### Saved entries

BEGIN

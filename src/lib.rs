// DICOM waveform extractor
// Main library entry point

pub mod core;
pub mod output;

// Re-export main types
pub use crate::core::assembler::{DecodedGroup, ExtractionRecord};
pub use crate::core::error::{ErrorKind, Issue, Result, WaveformError};
pub use crate::core::extract::{extract, Extraction};
pub use crate::core::format::{DataSet, Element, Tag, Value, Vr};
pub use crate::core::locator::{ChannelDefinition, MultiplexGroup};
pub use crate::core::reader::{DicomFile, DicomReader};
pub use crate::output::metadata::MetadataFormat;
pub use crate::output::writer::RecordWriter;
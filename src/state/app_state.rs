use std::sync::atomic::{AtomicBool, AtomicUsize, Ordering};
use std::sync::Arc;

use crate::batch::error_log::ErrorLog;

#[derive(Debug, Default)]
pub struct RunStats {
    pub processed: AtomicUsize,
    pub written: AtomicUsize,
    pub failed: AtomicUsize,
}

#[derive(Debug, Clone, Copy, PartialEq, Eq, Default)]
pub struct RunSummary {
    pub processed: usize,
    pub written: usize,
    pub failed: usize,
}

impl RunStats {
    pub fn snapshot(&self) -> RunSummary {
        RunSummary {
            processed: self.processed.load(Ordering::Relaxed),
            written: self.written.load(Ordering::Relaxed),
            failed: self.failed.load(Ordering::Relaxed),
        }
    }
}

#[derive(Clone)]
pub struct AppState {
    // Checked between files; set from the Ctrl-C handler
    pub stop: Arc<AtomicBool>,
    pub error_log: Arc<ErrorLog>,
    pub stats: Arc<RunStats>,
}

impl AppState {
    pub fn new(error_log: ErrorLog) -> Self {
        Self {
            stop: Arc::new(AtomicBool::new(false)),
            error_log: Arc::new(error_log),
            stats: Arc::new(RunStats::default()),
        }
    }

    pub fn request_stop(&self) {
        self.stop.store(true, Ordering::SeqCst);
    }

    pub fn should_stop(&self) -> bool {
        self.stop.load(Ordering::SeqCst)
    }
}
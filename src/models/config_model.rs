use dcm_waveform::MetadataFormat;
use serde::{Deserialize, Serialize};
use std::path::PathBuf;

#[derive(Debug, Clone, PartialEq, Serialize, Deserialize)]
#[serde(default)]
pub struct ExtractorConfig {
    pub input_dir: PathBuf,
    pub output_dir: PathBuf,
    pub metadata_format: MetadataFormat,
    pub output_structure: String,
    pub file_format_mask: Vec<String>,
    pub recursive: bool,
    pub split_groups: bool,
    /// 0 means one worker per CPU
    pub workers: usize,
    pub error_log: PathBuf,
}

impl Default for ExtractorConfig {
    fn default() -> Self {
        Self {
            input_dir: PathBuf::from("./dicom_files"),
            output_dir: PathBuf::from("./output_csv"),
            metadata_format: MetadataFormat::Json,
            output_structure: "{PATIENT_ID}/{STUDY_DATE}/{STUDY_TIME}".to_string(),
            file_format_mask: vec!["*.dcm".to_string(), "*.ima".to_string(), "*".to_string()],
            recursive: false,
            split_groups: false,
            workers: 0,
            error_log: PathBuf::from("error.log"),
        }
    }
}

impl ExtractorConfig {
    pub fn effective_workers(&self) -> usize {
        if self.workers == 0 {
            num_cpus::get().max(1)
        } else {
            self.workers
        }
    }
}
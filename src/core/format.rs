// Data structures for the tagged element tree

use std::collections::BTreeMap;
use std::fmt;

/// (group, element) pair identifying a data element.
#[derive(Debug, Clone, Copy, PartialEq, Eq, PartialOrd, Ord, Hash)]
pub struct Tag(pub u16, pub u16);

impl Tag {
    pub fn group(self) -> u16 {
        self.0
    }

    pub fn element(self) -> u16 {
        self.1
    }
}

impl fmt::Display for Tag {
    fn fmt(&self, f: &mut fmt::Formatter<'_>) -> fmt::Result {
        write!(f, "({:04X},{:04X})", self.0, self.1)
    }
}

/// Two-letter value representation code.
#[derive(Debug, Clone, Copy, PartialEq, Eq, Hash)]
pub struct Vr(pub [u8; 2]);

impl Vr {
    pub const AE: Vr = Vr(*b"AE");
    pub const AS: Vr = Vr(*b"AS");
    pub const AT: Vr = Vr(*b"AT");
    pub const CS: Vr = Vr(*b"CS");
    pub const DA: Vr = Vr(*b"DA");
    pub const DS: Vr = Vr(*b"DS");
    pub const DT: Vr = Vr(*b"DT");
    pub const FD: Vr = Vr(*b"FD");
    pub const FL: Vr = Vr(*b"FL");
    pub const IS: Vr = Vr(*b"IS");
    pub const LO: Vr = Vr(*b"LO");
    pub const LT: Vr = Vr(*b"LT");
    pub const OB: Vr = Vr(*b"OB");
    pub const OD: Vr = Vr(*b"OD");
    pub const OF: Vr = Vr(*b"OF");
    pub const OL: Vr = Vr(*b"OL");
    pub const OV: Vr = Vr(*b"OV");
    pub const OW: Vr = Vr(*b"OW");
    pub const PN: Vr = Vr(*b"PN");
    pub const SH: Vr = Vr(*b"SH");
    pub const SL: Vr = Vr(*b"SL");
    pub const SQ: Vr = Vr(*b"SQ");
    pub const SS: Vr = Vr(*b"SS");
    pub const ST: Vr = Vr(*b"ST");
    pub const SV: Vr = Vr(*b"SV");
    pub const TM: Vr = Vr(*b"TM");
    pub const UC: Vr = Vr(*b"UC");
    pub const UI: Vr = Vr(*b"UI");
    pub const UL: Vr = Vr(*b"UL");
    pub const UN: Vr = Vr(*b"UN");
    pub const UR: Vr = Vr(*b"UR");
    pub const US: Vr = Vr(*b"US");
    pub const UT: Vr = Vr(*b"UT");
    pub const UV: Vr = Vr(*b"UV");

    const KNOWN: [Vr; 34] = [
        Vr::AE, Vr::AS, Vr::AT, Vr::CS, Vr::DA, Vr::DS, Vr::DT, Vr::FD, Vr::FL,
        Vr::IS, Vr::LO, Vr::LT, Vr::OB, Vr::OD, Vr::OF, Vr::OL, Vr::OV, Vr::OW,
        Vr::PN, Vr::SH, Vr::SL, Vr::SQ, Vr::SS, Vr::ST, Vr::SV, Vr::TM, Vr::UC,
        Vr::UI, Vr::UL, Vr::UN, Vr::UR, Vr::US, Vr::UT, Vr::UV,
    ];

    pub fn from_bytes(code: [u8; 2]) -> Option<Self> {
        let vr = Vr(code);
        Vr::KNOWN.contains(&vr).then_some(vr)
    }

    /// Explicit VR elements with a 2-byte reserved field and a 4-byte length.
    pub fn has_long_length(self) -> bool {
        matches!(
            self,
            Vr::OB | Vr::OD | Vr::OF | Vr::OL | Vr::OV | Vr::OW | Vr::SQ | Vr::SV
                | Vr::UC | Vr::UN | Vr::UR | Vr::UT | Vr::UV
        )
    }

    pub fn is_text(self) -> bool {
        matches!(
            self,
            Vr::AE | Vr::AS | Vr::CS | Vr::DA | Vr::DS | Vr::DT | Vr::IS | Vr::LO
                | Vr::LT | Vr::PN | Vr::SH | Vr::ST | Vr::TM | Vr::UC | Vr::UI
                | Vr::UR | Vr::UT
        )
    }

    pub fn as_str(&self) -> &str {
        std::str::from_utf8(&self.0).unwrap_or("??")
    }
}

impl fmt::Display for Vr {
    fn fmt(&self, f: &mut fmt::Formatter<'_>) -> fmt::Result {
        f.write_str(self.as_str())
    }
}

#[derive(Debug, Clone, PartialEq)]
pub enum Value {
    Primitive(Vec<u8>),
    Sequence(Vec<DataSet>),
}

#[derive(Debug, Clone, PartialEq)]
pub struct Element {
    pub tag: Tag,
    pub vr: Vr,
    pub value: Value,
}

impl Element {
    pub fn primitive(tag: Tag, vr: Vr, bytes: Vec<u8>) -> Self {
        Self {
            tag,
            vr,
            value: Value::Primitive(bytes),
        }
    }

    pub fn text(tag: Tag, vr: Vr, text: &str) -> Self {
        Self::primitive(tag, vr, text.as_bytes().to_vec())
    }

    pub fn sequence(tag: Tag, items: Vec<DataSet>) -> Self {
        Self {
            tag,
            vr: Vr::SQ,
            value: Value::Sequence(items),
        }
    }

    pub fn bytes(&self) -> Option<&[u8]> {
        match &self.value {
            Value::Primitive(bytes) => Some(bytes),
            Value::Sequence(_) => None,
        }
    }

    pub fn items(&self) -> Option<&[DataSet]> {
        match &self.value {
            Value::Sequence(items) => Some(items),
            Value::Primitive(_) => None,
        }
    }

    /// Text value with DICOM padding (trailing spaces / NULs, leading spaces) removed.
    pub fn to_text(&self) -> Option<String> {
        let bytes = self.bytes()?;
        let text = String::from_utf8_lossy(bytes);
        Some(text.trim_end_matches(['\0', ' ']).trim_start().to_string())
    }

    /// First value as a float, for numeric string and binary numeric VRs.
    pub fn to_f64(&self) -> Option<f64> {
        let bytes = self.bytes()?;
        match self.vr {
            Vr::FD => Some(f64::from_le_bytes(bytes.get(..8)?.try_into().ok()?)),
            Vr::FL => Some(f32::from_le_bytes(bytes.get(..4)?.try_into().ok()?) as f64),
            Vr::US | Vr::UL | Vr::UV => self.to_u64().map(|v| v as f64),
            Vr::SS => Some(i16::from_le_bytes(bytes.get(..2)?.try_into().ok()?) as f64),
            Vr::SL => Some(i32::from_le_bytes(bytes.get(..4)?.try_into().ok()?) as f64),
            _ => first_component(&self.to_text()?)?.parse::<f64>().ok(),
        }
    }

    /// First value as an unsigned integer.
    pub fn to_u64(&self) -> Option<u64> {
        let bytes = self.bytes()?;
        match self.vr {
            Vr::US => Some(u16::from_le_bytes(bytes.get(..2)?.try_into().ok()?) as u64),
            Vr::UL => Some(u32::from_le_bytes(bytes.get(..4)?.try_into().ok()?) as u64),
            Vr::UV => Some(u64::from_le_bytes(bytes.get(..8)?.try_into().ok()?)),
            Vr::SS => u64::try_from(i16::from_le_bytes(bytes.get(..2)?.try_into().ok()?)).ok(),
            Vr::SL => u64::try_from(i32::from_le_bytes(bytes.get(..4)?.try_into().ok()?)).ok(),
            // Implicit VR lengths tell 16 from 32 bit for unknown binary tags
            Vr::UN | Vr::OB | Vr::OW => match bytes.len() {
                2 => Some(u16::from_le_bytes(bytes.try_into().ok()?) as u64),
                4 => Some(u32::from_le_bytes(bytes.try_into().ok()?) as u64),
                _ => None,
            },
            _ => first_component(&self.to_text()?)?.parse::<u64>().ok(),
        }
    }
}

fn first_component(text: &str) -> Option<&str> {
    let first = text.split('\\').next()?.trim();
    (!first.is_empty()).then_some(first)
}

/// One level of the tag tree: elements ordered by tag.
#[derive(Debug, Clone, Default, PartialEq)]
pub struct DataSet {
    elements: BTreeMap<Tag, Element>,
}

impl DataSet {
    pub fn new() -> Self {
        Self::default()
    }

    pub fn insert(&mut self, element: Element) {
        self.elements.insert(element.tag, element);
    }

    pub fn with(mut self, element: Element) -> Self {
        self.insert(element);
        self
    }

    pub fn len(&self) -> usize {
        self.elements.len()
    }

    pub fn is_empty(&self) -> bool {
        self.elements.is_empty()
    }

    pub fn iter(&self) -> impl Iterator<Item = &Element> {
        self.elements.values()
    }

    pub fn get(&self, tag: Tag) -> Option<&Element> {
        self.elements.get(&tag)
    }

    pub fn string(&self, tag: Tag) -> Option<String> {
        self.get(tag)?.to_text()
    }

    pub fn float(&self, tag: Tag) -> Option<f64> {
        self.get(tag)?.to_f64()
    }

    pub fn uint(&self, tag: Tag) -> Option<u64> {
        self.get(tag)?.to_u64()
    }

    pub fn bytes(&self, tag: Tag) -> Option<&[u8]> {
        self.get(tag)?.bytes()
    }

    pub fn items(&self, tag: Tag) -> Option<&[DataSet]> {
        self.get(tag)?.items()
    }
}
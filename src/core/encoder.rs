// Explicit VR little endian encoder for synthetic containers

use crate::core::constants::*;
use crate::core::format::{DataSet, Element, Tag, Value, Vr};

/// Encodes a dataset as a Part-10 file (preamble, meta group, explicit VR
/// little endian body). Sequences and items use undefined lengths.
pub fn encode_part10(dataset: &DataSet) -> Vec<u8> {
    let mut out = vec![0u8; PREAMBLE_SIZE];
    out.extend_from_slice(MAGIC);

    let meta = Element::text(TRANSFER_SYNTAX_UID, Vr::UI, EXPLICIT_VR_LITTLE_ENDIAN);
    write_element(&mut out, &meta);
    write_dataset(&mut out, dataset);
    out
}

/// Encodes a dataset body only, without preamble or meta group.
pub fn encode_dataset(dataset: &DataSet) -> Vec<u8> {
    let mut out = Vec::new();
    write_dataset(&mut out, dataset);
    out
}

fn write_dataset(out: &mut Vec<u8>, dataset: &DataSet) {
    for element in dataset.iter() {
        write_element(out, element);
    }
}

fn write_tag(out: &mut Vec<u8>, tag: Tag) {
    out.extend_from_slice(&tag.0.to_le_bytes());
    out.extend_from_slice(&tag.1.to_le_bytes());
}

fn write_element(out: &mut Vec<u8>, element: &Element) {
    write_tag(out, element.tag);
    out.extend_from_slice(&element.vr.0);

    match &element.value {
        Value::Sequence(items) => {
            out.extend_from_slice(&[0, 0]);
            out.extend_from_slice(&UNDEFINED_LENGTH.to_le_bytes());
            for item in items {
                write_tag(out, ITEM);
                out.extend_from_slice(&UNDEFINED_LENGTH.to_le_bytes());
                write_dataset(out, item);
                write_tag(out, ITEM_DELIMITATION);
                out.extend_from_slice(&0u32.to_le_bytes());
            }
            write_tag(out, SEQUENCE_DELIMITATION);
            out.extend_from_slice(&0u32.to_le_bytes());
        }
        Value::Primitive(bytes) => {
            let mut bytes = bytes.clone();
            if bytes.len() % 2 == 1 {
                let pad = match element.vr {
                    Vr::UI => 0,
                    vr if vr.is_text() => b' ',
                    _ => 0,
                };
                bytes.push(pad);
            }
            if element.vr.has_long_length() {
                out.extend_from_slice(&[0, 0]);
                out.extend_from_slice(&(bytes.len() as u32).to_le_bytes());
            } else {
                out.extend_from_slice(&(bytes.len() as u16).to_le_bytes());
            }
            out.extend_from_slice(&bytes);
        }
    }
}
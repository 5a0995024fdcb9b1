// Per-group CSV rendering

use crate::core::assembler::DecodedGroup;
use std::borrow::Cow;
use std::fmt::Write;

/// `sample_index,time_seconds,<labels...>` followed by one row per sample.
pub fn render_group_csv(group: &DecodedGroup) -> String {
    let mut out = String::from("sample_index,time_seconds");
    for label in &group.channel_labels {
        out.push(',');
        out.push_str(&escape_field(label));
    }
    out.push('\n');

    for i in 0..group.number_of_samples {
        // Writing into a String cannot fail
        let _ = write!(out, "{},{}", i, format_value(group.time_at(i)));
        for channel in &group.samples {
            out.push(',');
            if let Some(value) = channel.get(i) {
                out.push_str(&format_value(*value));
            }
        }
        out.push('\n');
    }
    out
}

/// Shortest round-trip form, always with a decimal point ("0.0", "-10.0").
pub fn format_value(value: f64) -> String {
    format!("{:?}", value)
}

fn escape_field(field: &str) -> Cow<'_, str> {
    if field.contains([',', '"', '\n', '\r']) {
        Cow::Owned(format!("\"{}\"", field.replace('"', "\"\"")))
    } else {
        Cow::Borrowed(field)
    }
}
pub mod discovery;
pub mod error_log;
pub mod pool;
// Per-file pipeline: locate -> decode -> assemble

use crate::core::assembler::{assemble, patient_metadata, DecodedChannels, ExtractionRecord};
use crate::core::decoder::decode_channel;
use crate::core::error::Issue;
use crate::core::format::DataSet;
use crate::core::locator::locate;
use tracing::warn;

#[derive(Debug)]
pub struct Extraction {
    pub record: ExtractionRecord,
    /// Non-fatal conditions, in the order they were met.
    pub issues: Vec<Issue>,
}

pub fn extract(tree: &DataSet) -> Extraction {
    let located = locate(tree);
    let mut issues = located.issues;

    let mut decoded = DecodedChannels::new();
    for group in &located.groups {
        for channel in 0..group.channels.len() {
            match decode_channel(group, channel) {
                Ok(values) => {
                    decoded.insert((group.index, channel), values);
                }
                Err(e) => {
                    warn!("group {} channel {} skipped: {}", group.index, channel, e);
                    issues.push(Issue::channel(group.index, channel, e));
                }
            }
        }
    }

    let metadata = patient_metadata(tree, located.groups.first());
    let (record, condition) = assemble(&located.groups, decoded, metadata);
    issues.extend(condition);

    Extraction { record, issues }
}
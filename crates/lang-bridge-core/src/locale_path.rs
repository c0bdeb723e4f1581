//! Classification of locale file paths.
//!
//! A discovery root holds two layouts:
//!
//! ```text
//! en.json            -> Global  { locale: "en" }
//! en/auth.php        -> Scoped  { locale: "en", domain: "auth" }
//! en/admin/users.php -> Unrecognized
//! ```

use crate::resource::ResourceFormat;

/// Where a locale file sits in the discovery root.
#[derive(Clone, Debug, Eq, PartialEq)]
pub enum LocalePath {
    /// A root-level `<locale>.<ext>` file holding the global domain.
    Global {
        locale: String,
        format: ResourceFormat,
    },
    /// A `<locale>/<domain>.<ext>` file.
    Scoped {
        locale: String,
        domain: String,
        format: ResourceFormat,
    },
    /// Anything else. Carries the original path.
    Unrecognized(String),
}

impl LocalePath {
    /// Classifies a path relative to the discovery root.
    ///
    /// A leading `./` is accepted and ignored, as are backslash separators.
    pub fn classify(path: &str) -> Self {
        let normalized = path.replace('\\', "/");
        let relative = normalized.strip_prefix("./").unwrap_or(&normalized);
        let segments: Vec<&str> = relative.split('/').collect();

        let classified = match segments.as_slice() {
            [file] => split_file_name(file).map(|(locale, format)| LocalePath::Global {
                locale: locale.to_string(),
                format,
            }),
            [locale, file] if is_identifier(locale) => {
                split_file_name(file).map(|(domain, format)| LocalePath::Scoped {
                    locale: locale.to_string(),
                    domain: domain.to_string(),
                    format,
                })
            },
            _ => None,
        };

        classified.unwrap_or_else(|| LocalePath::Unrecognized(path.to_string()))
    }

    pub fn locale(&self) -> Option<&str> {
        match self {
            LocalePath::Global { locale, .. } | LocalePath::Scoped { locale, .. } => Some(locale),
            LocalePath::Unrecognized(_) => None,
        }
    }

    pub fn format(&self) -> Option<ResourceFormat> {
        match self {
            LocalePath::Global { format, .. } | LocalePath::Scoped { format, .. } => Some(*format),
            LocalePath::Unrecognized(_) => None,
        }
    }
}

/// Splits `stem.ext` where the stem is an identifier and the extension is supported.
fn split_file_name(file: &str) -> Option<(&str, ResourceFormat)> {
    let (stem, extension) = file.rsplit_once('.')?;
    let format = ResourceFormat::from_extension(extension)?;
    is_identifier(stem).then_some((stem, format))
}

/// One or more ASCII alphanumerics, `_` or `-`.
pub fn is_identifier(segment: &str) -> bool {
    !segment.is_empty()
        && segment
            .bytes()
            .all(|b| b.is_ascii_alphanumeric() || b == b'_' || b == b'-')
}

#[cfg(test)]
mod tests {
    use super::*;
    use rstest::rstest;

    #[rstest]
    #[case("./en.json", "en", ResourceFormat::Json)]
    #[case("en.php", "en", ResourceFormat::Php)]
    #[case("./pt_BR.json", "pt_BR", ResourceFormat::Json)]
    #[case("./zh-Hans.php", "zh-Hans", ResourceFormat::Php)]
    fn classifies_root_level_files(
        #[case] path: &str,
        #[case] locale: &str,
        #[case] format: ResourceFormat,
    ) {
        assert_eq!(
            LocalePath::classify(path),
            LocalePath::Global {
                locale: locale.to_string(),
                format
            }
        );
    }

    #[rstest]
    #[case("./en/auth.php", "en", "auth")]
    #[case("fr/validation.json", "fr", "validation")]
    #[case("./de\\pagination.php", "de", "pagination")]
    fn classifies_scoped_files(#[case] path: &str, #[case] locale: &str, #[case] domain: &str) {
        let classified = LocalePath::classify(path);
        assert!(matches!(
            classified,
            LocalePath::Scoped { locale: ref l, domain: ref d, .. } if l == locale && d == domain
        ));
    }

    #[rstest]
    #[case("./en.yaml")]
    #[case("./en/admin/users.php")]
    #[case("./en.backup.json")]
    #[case("./.json")]
    #[case("./e n/auth.json")]
    #[case("./en/")]
    #[case("")]
    fn leaves_other_paths_unrecognized(#[case] path: &str) {
        assert_eq!(
            LocalePath::classify(path),
            LocalePath::Unrecognized(path.to_string())
        );
    }

    #[test]
    fn accessors_expose_locale_and_format() {
        let scoped = LocalePath::classify("./en/auth.php");
        assert_eq!(scoped.locale(), Some("en"));
        assert_eq!(scoped.format(), Some(ResourceFormat::Php));

        let unknown = LocalePath::classify("README.md");
        assert_eq!(unknown.locale(), None);
        assert_eq!(unknown.format(), None);
    }
}
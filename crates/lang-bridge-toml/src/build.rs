//! Build-script support for crates that embed their locale files.

use crate::{CONFIG_FILE_NAME, LangConfig, LangConfigError};
use lang_bridge_core::LocalePath;
use path_slash::PathExt as _;
use std::env;
use std::io;
use std::path::{Path, PathBuf};
use walkdir::WalkDir;

/// Paths a build script should watch for the crate at `manifest_dir`.
///
/// That is `lang.toml`, the assets directory, every locale directory (so added
/// and removed files are noticed) and every file the catalogue would load.
/// The configuration is validated first.
pub fn rerun_paths(manifest_dir: &Path) -> Result<Vec<PathBuf>, LangConfigError> {
    let config = LangConfig::from_manifest_dir(manifest_dir)?;
    config.validate(Some(manifest_dir))?;

    let assets_dir = config.assets_dir_from_base(Some(manifest_dir))?;
    let mut paths = vec![manifest_dir.join(CONFIG_FILE_NAME), assets_dir.clone()];

    for entry in WalkDir::new(&assets_dir)
        .min_depth(1)
        .max_depth(2)
        .sort_by_file_name()
    {
        let entry = entry.map_err(io::Error::from)?;
        if entry.file_type().is_dir() {
            if entry.depth() == 1 {
                paths.push(entry.into_path());
            }
            continue;
        }

        let Some(relative) = entry
            .path()
            .strip_prefix(&assets_dir)
            .ok()
            .and_then(|relative| relative.to_slash())
        else {
            continue;
        };

        match LocalePath::classify(&relative) {
            LocalePath::Global { .. } | LocalePath::Scoped { .. } => paths.push(entry.into_path()),
            LocalePath::Unrecognized(_) => {},
        }
    }

    Ok(paths)
}

/// Emits `cargo:rerun-if-changed` for every path in [`rerun_paths`].
///
/// Call this from your crate's `build.rs`:
///
/// ```no_run
/// fn main() -> Result<(), lang_bridge_toml::LangConfigError> {
///     lang_bridge_toml::build::track_lang_assets()
/// }
/// ```
pub fn track_lang_assets() -> Result<(), LangConfigError> {
    let manifest_dir = env::var("CARGO_MANIFEST_DIR").map_err(|_| LangConfigError::NotFound)?;

    for path in rerun_paths(Path::new(&manifest_dir))? {
        println!("cargo:rerun-if-changed={}", path.display());
    }

    Ok(())
}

END

### YOUR TASK
Begin with the line above that has "pub const AE: Vr" and continue through the line that has "pub const PN: Vr", setting each one down exactly. Stop there.

### ANSWER AREA
    pub const AE: Vr = Vr(*b"AE");
    pub const AS: Vr = Vr(*b"AS");
    pub const AT: Vr = Vr(*b"AT");
    pub const CS: Vr = Vr(*b"CS");
    pub const DA: Vr = Vr(*b"DA");
    pub const DS: Vr = Vr(*b"DS");
    pub const DT: Vr = Vr(*b"DT");
    pub const FD: Vr = Vr(*b"FD");
    pub const FL: Vr = Vr(*b"FL");
    pub const IS: Vr = Vr(*b"IS");
    pub const LO: Vr = Vr(*b"LO");
    pub const LT: Vr = Vr(*b"LT");
    pub const OB: Vr = Vr(*b"OB");
    pub const OD: Vr = Vr(*b"OD");
    pub const OF: Vr = Vr(*b"OF");
    pub const OL: Vr = Vr(*b"OL");
    pub const OV: Vr = Vr(*b"OV");
    pub const OW: Vr = Vr(*b"OW");
    pub const PN: Vr = Vr(*b"PN");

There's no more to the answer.